- **REQUIRED WORK**:
Copy every line of the records below that holds the word "Rejection".

### GIVEN RECORDS ###

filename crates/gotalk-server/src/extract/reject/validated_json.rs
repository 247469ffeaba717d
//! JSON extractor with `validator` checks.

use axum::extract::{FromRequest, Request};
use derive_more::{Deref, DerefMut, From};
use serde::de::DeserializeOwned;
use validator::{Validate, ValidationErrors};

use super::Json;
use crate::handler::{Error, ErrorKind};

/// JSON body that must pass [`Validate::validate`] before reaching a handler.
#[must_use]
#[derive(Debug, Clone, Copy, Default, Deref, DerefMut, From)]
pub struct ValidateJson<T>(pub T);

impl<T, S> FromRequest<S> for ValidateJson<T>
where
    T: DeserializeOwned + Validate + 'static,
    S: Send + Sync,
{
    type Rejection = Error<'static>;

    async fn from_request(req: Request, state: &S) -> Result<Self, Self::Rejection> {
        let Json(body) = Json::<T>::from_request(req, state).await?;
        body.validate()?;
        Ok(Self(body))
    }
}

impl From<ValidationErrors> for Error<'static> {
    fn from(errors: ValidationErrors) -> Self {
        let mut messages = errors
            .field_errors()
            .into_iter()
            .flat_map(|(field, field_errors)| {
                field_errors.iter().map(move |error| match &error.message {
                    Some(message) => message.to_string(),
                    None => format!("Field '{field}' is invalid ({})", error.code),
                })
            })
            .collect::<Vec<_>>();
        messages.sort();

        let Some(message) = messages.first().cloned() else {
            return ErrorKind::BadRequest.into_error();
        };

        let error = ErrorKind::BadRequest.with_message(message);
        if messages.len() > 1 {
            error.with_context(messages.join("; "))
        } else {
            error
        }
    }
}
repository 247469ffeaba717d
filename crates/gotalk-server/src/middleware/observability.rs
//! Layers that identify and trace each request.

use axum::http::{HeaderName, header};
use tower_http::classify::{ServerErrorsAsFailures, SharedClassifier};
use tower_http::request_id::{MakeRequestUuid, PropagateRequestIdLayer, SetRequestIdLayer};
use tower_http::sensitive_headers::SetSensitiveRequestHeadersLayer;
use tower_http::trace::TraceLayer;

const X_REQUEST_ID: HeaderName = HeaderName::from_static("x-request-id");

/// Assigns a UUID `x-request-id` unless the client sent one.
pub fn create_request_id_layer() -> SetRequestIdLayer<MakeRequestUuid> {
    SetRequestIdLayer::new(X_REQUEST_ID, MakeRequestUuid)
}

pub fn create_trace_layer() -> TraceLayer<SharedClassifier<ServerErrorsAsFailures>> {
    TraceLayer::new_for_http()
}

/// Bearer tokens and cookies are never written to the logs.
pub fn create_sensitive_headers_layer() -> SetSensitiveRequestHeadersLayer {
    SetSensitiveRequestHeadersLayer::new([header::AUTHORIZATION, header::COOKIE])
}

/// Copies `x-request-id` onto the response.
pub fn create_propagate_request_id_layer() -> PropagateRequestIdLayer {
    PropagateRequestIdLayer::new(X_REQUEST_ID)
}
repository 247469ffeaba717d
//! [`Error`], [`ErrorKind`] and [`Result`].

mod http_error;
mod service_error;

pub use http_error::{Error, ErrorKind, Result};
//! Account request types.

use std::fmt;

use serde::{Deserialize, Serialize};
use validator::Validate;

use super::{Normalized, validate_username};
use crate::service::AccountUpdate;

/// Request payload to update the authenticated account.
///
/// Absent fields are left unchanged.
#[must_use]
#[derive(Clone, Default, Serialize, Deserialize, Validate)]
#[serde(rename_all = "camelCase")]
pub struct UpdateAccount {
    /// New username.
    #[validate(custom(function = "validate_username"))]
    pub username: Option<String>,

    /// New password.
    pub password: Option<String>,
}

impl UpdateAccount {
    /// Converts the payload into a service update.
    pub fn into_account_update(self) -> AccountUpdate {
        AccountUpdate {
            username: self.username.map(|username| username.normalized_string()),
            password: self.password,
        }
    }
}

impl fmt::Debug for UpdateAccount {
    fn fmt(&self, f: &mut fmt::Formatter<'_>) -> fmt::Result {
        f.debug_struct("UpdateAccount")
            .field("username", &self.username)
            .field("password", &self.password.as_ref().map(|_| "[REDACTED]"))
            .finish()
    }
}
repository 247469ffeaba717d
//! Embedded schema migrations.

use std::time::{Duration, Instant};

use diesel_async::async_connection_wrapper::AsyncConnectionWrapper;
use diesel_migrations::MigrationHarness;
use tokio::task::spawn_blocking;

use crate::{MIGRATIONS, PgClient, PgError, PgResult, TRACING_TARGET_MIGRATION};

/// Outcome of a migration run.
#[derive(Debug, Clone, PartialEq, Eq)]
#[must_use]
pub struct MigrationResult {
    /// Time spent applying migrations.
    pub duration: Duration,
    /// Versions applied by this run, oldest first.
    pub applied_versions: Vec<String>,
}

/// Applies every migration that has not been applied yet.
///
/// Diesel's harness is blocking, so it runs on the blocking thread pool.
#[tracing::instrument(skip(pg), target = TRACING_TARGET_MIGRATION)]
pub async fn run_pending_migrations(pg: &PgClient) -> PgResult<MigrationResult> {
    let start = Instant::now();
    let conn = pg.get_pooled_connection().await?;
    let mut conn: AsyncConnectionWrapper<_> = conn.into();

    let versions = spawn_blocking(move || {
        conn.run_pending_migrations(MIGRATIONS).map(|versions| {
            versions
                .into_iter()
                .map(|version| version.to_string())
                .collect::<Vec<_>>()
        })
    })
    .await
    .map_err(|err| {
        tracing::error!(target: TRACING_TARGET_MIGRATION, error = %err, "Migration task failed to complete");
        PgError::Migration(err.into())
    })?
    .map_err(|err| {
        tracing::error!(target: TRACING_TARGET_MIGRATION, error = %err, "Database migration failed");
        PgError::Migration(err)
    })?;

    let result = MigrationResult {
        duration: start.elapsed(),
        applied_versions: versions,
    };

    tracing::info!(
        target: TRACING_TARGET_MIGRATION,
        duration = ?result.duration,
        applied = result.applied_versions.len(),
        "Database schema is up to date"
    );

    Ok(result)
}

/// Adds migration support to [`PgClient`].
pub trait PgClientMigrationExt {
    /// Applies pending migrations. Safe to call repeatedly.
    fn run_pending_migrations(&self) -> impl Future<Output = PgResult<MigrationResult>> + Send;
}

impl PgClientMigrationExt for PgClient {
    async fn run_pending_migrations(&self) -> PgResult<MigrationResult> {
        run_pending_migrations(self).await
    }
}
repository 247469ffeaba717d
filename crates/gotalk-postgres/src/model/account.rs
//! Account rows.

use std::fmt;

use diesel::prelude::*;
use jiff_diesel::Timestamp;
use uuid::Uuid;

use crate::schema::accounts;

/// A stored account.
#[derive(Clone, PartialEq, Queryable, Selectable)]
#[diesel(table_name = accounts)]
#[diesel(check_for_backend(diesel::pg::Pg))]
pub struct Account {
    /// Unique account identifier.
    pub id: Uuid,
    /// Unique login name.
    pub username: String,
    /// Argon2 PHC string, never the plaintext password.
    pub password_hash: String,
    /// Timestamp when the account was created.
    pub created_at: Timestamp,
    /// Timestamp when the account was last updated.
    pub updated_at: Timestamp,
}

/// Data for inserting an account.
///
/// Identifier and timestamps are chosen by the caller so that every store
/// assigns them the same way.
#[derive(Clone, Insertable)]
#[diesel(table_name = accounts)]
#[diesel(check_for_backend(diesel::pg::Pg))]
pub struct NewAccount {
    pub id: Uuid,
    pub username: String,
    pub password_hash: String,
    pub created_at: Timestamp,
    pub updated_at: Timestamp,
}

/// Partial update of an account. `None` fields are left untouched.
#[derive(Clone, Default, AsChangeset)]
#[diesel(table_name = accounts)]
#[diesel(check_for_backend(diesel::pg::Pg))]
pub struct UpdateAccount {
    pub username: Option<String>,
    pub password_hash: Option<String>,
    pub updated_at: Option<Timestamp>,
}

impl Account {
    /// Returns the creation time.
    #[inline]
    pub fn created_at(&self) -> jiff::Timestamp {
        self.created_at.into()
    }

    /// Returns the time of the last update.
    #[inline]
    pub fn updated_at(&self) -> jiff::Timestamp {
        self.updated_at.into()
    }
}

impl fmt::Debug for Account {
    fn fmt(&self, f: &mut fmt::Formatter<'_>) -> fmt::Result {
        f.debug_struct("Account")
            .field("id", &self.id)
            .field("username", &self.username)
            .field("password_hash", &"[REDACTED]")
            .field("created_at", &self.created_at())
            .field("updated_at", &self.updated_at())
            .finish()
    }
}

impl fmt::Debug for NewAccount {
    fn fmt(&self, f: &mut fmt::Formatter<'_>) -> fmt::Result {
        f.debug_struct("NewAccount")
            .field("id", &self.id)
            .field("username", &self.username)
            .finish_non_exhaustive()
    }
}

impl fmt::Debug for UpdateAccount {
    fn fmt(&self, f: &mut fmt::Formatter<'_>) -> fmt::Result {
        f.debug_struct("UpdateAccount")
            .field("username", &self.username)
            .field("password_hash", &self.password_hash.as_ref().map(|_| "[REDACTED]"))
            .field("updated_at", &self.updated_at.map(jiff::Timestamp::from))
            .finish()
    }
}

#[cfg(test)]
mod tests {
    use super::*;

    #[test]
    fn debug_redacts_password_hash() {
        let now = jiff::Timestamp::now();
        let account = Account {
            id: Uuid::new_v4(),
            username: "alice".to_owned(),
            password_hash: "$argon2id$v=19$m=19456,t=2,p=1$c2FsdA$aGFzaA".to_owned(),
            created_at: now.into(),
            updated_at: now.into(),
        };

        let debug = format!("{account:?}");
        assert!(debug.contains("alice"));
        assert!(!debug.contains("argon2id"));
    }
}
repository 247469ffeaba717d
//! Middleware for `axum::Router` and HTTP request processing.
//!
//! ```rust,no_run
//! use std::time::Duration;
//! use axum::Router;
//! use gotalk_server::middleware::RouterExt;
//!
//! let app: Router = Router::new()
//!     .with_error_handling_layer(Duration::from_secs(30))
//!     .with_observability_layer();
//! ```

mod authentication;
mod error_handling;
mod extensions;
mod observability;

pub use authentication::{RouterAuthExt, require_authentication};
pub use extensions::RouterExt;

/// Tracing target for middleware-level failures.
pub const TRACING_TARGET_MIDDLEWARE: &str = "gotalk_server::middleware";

###

- **PROBLEM SOLUTION**:
    type Rejection = Error<'static>;
    async fn from_request(req: Request, state: &S) -> Result<Self, Self::Rejection> {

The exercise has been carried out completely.